Gordon & Barbara in Paris
Here's Looking at YOU

Saturday, December 10, 2011

Seasons Greetings from Southern California

Just another beautiful December day near out Laguna Woods home.

Thursday, December 1, 2011

My Week With Marilyn

MY WEEK WITH MARILYN--Directed by Simon Curtis/ Starring Michelle Williams, Eddie Redmayne, Kenneth Branagh with Julia Ormond and Emma Watson/written by Adrian Hodges from books by Colin Clark/Original Music by Conrad Pope/rated R/ 1hr36min

Bifocal Review by Barbara and Gordon Rich

(B) This film is about a week with Marilyn Monroe, as told from the viewpoint of a young assistant (Eddie Redmayne) on the romantic comedy,The Prince and the Showgirl. Michelle Williams, as Marilyn, is very convincing, showing her vulnerable side as well as her notorious role as a sex symbol. Kenneth Branagh deserves a nod for his role as the frustrated Sir Lawrence Olivier. He captures the very essence of his character. Redmayne’s innocence as an awestruck assistant plays well during this film as he leads us through this unusual week, combining the prim and proper English and the more relaxed American style. I loved, also, the musical score. I enjoyed my week with Marilyn. It was nostalgic even if it was only two hours in a theater. I give it three binoculars.

(G) This film was another unexpected pleasure this movie season. I am not sure why I didn’t expect the very best. Kenneth Branagh—who never disappoints--was absolutely perfect as Sir Lawrence Olivier. Michelle Williams’ talent (and a body double) made me forget that she doesn’t really resemble Ms. Monroe, but she does have a special something, like Marilyn, that lights up the screen. The film was so good it made me want to go out and buy one of Colin Clark’s books.
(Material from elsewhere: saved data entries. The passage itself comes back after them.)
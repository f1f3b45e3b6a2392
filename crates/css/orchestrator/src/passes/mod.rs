//! The three structural passes run by the rewrite engine.
//!
//! Every pass computes its full set of edits before touching the sequence, so
//! a pass either applies completely or leaves the tokens as they were.

mod adjacent;
mod duplicates;
mod non_adjacent;

pub use adjacent::merge_adjacent;
pub use duplicates::remove_duplicates;
pub use non_adjacent::reduce_non_adjacent;

use css_cascade::PropertyOptimizer;
use css_selectors::Compatibility;
use css_syntax::Token;

/// Read-only inputs shared by every pass of one optimization run.
#[derive(Clone, Copy)]
pub struct PassContext<'opt> {
    pub compatibility: Compatibility,
    pub optimizer: &'opt dyn PropertyOptimizer,
}

/// Drop every token whose index is marked, keeping the order of the rest.
///
/// Returns the number of tokens removed.
fn retain_unmarked(tokens: &mut Vec<Token>, marked: &[bool]) -> usize {
    let before = tokens.len();
    let mut flags = marked.iter();
    tokens.retain(|_| !flags.next().is_some_and(|flag| *flag));
    before.saturating_sub(tokens.len())
}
Yes, he is the lucky young man whose claim to fame was that Marilyn Monroe paid special attention to him for a few days. He also wrote two books on the subject apparently (I’d never heard of him before) but I love it when a desire for the written word is the result of a film’s full and rich portrayal. Naturally, it doesn’t hurt that the central subject matter was Marilyn Monroe. I give it three and a half binoculars and predict nominations for Branagh, Redmayne and Williams.